Sektor paling terdampak menurut ILO antara lain sektor pangan dan akomodasi dengan 144 juta pekerja, ritel dan wholesale sebanyak 482 juta, jasa dan administrasi bisnis dengan 157 juta tenaga kerja dan manufaktur yang memiliki 463 juta tenaga kerja.
Ada satu hal yang perlu dikhawatirkan dari dampak pandemi yang terjadi sekarang ini. Menurut kajian Dana Moneter Internasional (IMF) setiap kali wabah terjadi dampak yang ditimbulkan adalah semakin memperlebar jurang antara si kaya dan si miskin. Prospek ketenegakerjaan juga jadi suram.
Menurut IMF hilangnya pekerjaan akibat pandemi Covid-19 lebih membahayakan bagi mereka tenaga kerja dengan tingkat pendidikan yang rendah. Mereka yang bekerja di sektor informal juga menjadi yang paling terdampak oleh pandemi.
Di saat pengangguran yang melonjak membuat angka kemiskinan juga ikut terkerek naik, beberapa orang justru malah mendulang untung dan menjadi semakin kaya. Majalah Forbes merilis daftar 25 orang terkaya di dunia menimbun uang paling banyak selama dua bulan terakhir.
Sebanyak 25 orang tersebut terafiliasi dengan kepemilikan saham di perusahaan publik.

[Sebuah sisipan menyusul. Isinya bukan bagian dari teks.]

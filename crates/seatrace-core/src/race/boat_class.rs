// Boat classes and their seat layouts.

use serde::{Deserialize, Serialize};
use std::fmt;

use super::athlete::Side;

/// Standard racing shells.
///
/// Serialized with the conventional rowing notation (`"8+"`, `"4-"`, ...).
#[derive(Debug, Clone, Copy, PartialEq, Eq, Hash, Serialize, Deserialize)]
pub enum BoatClass {
    #[serde(rename = "8+")]
    Eight,
    #[serde(rename = "4+")]
    CoxedFour,
    #[serde(rename = "4-")]
    StraightFour,
    #[serde(rename = "4x")]
    Quad,
    #[serde(rename = "2-")]
    Pair,
    #[serde(rename = "2x")]
    Double,
    #[serde(rename = "1x")]
    Single,
}

impl BoatClass {
    pub fn from_str_class(s: &str) -> Option<Self> {
        match s.trim().to_lowercase().as_str() {
            "8+" | "8" => Some(BoatClass::Eight),
            "4+" => Some(BoatClass::CoxedFour),
            "4-" => Some(BoatClass::StraightFour),
            "4x" => Some(BoatClass::Quad),
            "2-" => Some(BoatClass::Pair),
            "2x" => Some(BoatClass::Double),
            "1x" => Some(BoatClass::Single),
            _ => None,
        }
    }

    pub fn display_str(&self) -> &'static str {
        match self {
            BoatClass::Eight => "8+",
            BoatClass::CoxedFour => "4+",
            BoatClass::StraightFour => "4-",
            BoatClass::Quad => "4x",
            BoatClass::Pair => "2-",
            BoatClass::Double => "2x",
            BoatClass::Single => "1x",
        }
    }

    /// Number of rowing seats (coxswain excluded).
    pub fn rowers(&self) -> usize {
        match self {
            BoatClass::Eight => 8,
            BoatClass::CoxedFour | BoatClass::StraightFour | BoatClass::Quad => 4,
            BoatClass::Pair | BoatClass::Double => 2,
            BoatClass::Single => 1,
        }
    }

    pub fn has_cox(&self) -> bool {
        matches!(self, BoatClass::Eight | BoatClass::CoxedFour)
    }

    pub fn is_sculling(&self) -> bool {
        matches!(self, BoatClass::Quad | BoatClass::Double | BoatClass::Single)
    }

    /// Seat number of the coxswain, one past stroke seat.
    pub fn cox_seat(&self) -> Option<u8> {
        self.has_cox().then(|| self.rowers() as u8 + 1)
    }

    /// Rigging of a seat. Seats are numbered from bow (1) to stroke.
    ///
    /// Sweep boats use standard rigging: even seats port, odd seats starboard.
    /// Sculling seats take either side. Returns `None` for seats outside the
    /// boat.
    pub fn seat_side(&self, seat: u8) -> Option<Side> {
        if seat == 0 {
            return None;
        }
        if Some(seat) == self.cox_seat() {
            return Some(Side::Cox);
        }
        if seat as usize > self.rowers() {
            return None;
        }
        if self.is_sculling() {
            Some(Side::Both)
        } else if seat % 2 == 0 {
            Some(Side::Port)
        } else {
            Some(Side::Starboard)
        }
    }

    /// Rowing seats of the given rigging, bow to stroke.
    pub fn seats_for(&self, side: Side) -> Vec<u8> {
        (1..=self.rowers() as u8)
            .filter(|&seat| self.seat_side(seat) == Some(side))
            .collect()
    }
}

impl fmt::Display for BoatClass {
    fn fmt(&self, f: &mut fmt::Formatter<'_>) -> fmt::Result {
        write!(f, "{}", self.display_str())
    }
}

Setelah anjlok hingga akhir Maret lalu, harga saham reli dan membuat kekayaan 25 orang terkaya di dunia bertambah US$ 255 miliar.
Pandemi Covid-19 seolah berperan sebagai disruptor sekaligus akselerator kesenjangan sosial hingga ekonomi. Bukti nyata social unrest sudah tampak di AS ketika salah satu warga Afro-Amerika bernama George Floyd tewas di tangan polisi Minneapolis.
Jika pemerintah dan semua pihak tidak menyasar masalah ini, fenomena social unrest akan semakin tereskalasi. Stabilitas politik akan terganggu, proses pemulihan ekonomi bisa semakin lama akibat kerugian yang harus diderita oleh adanya kerusuhan yang berpotensi menjadi tidak terkontrol.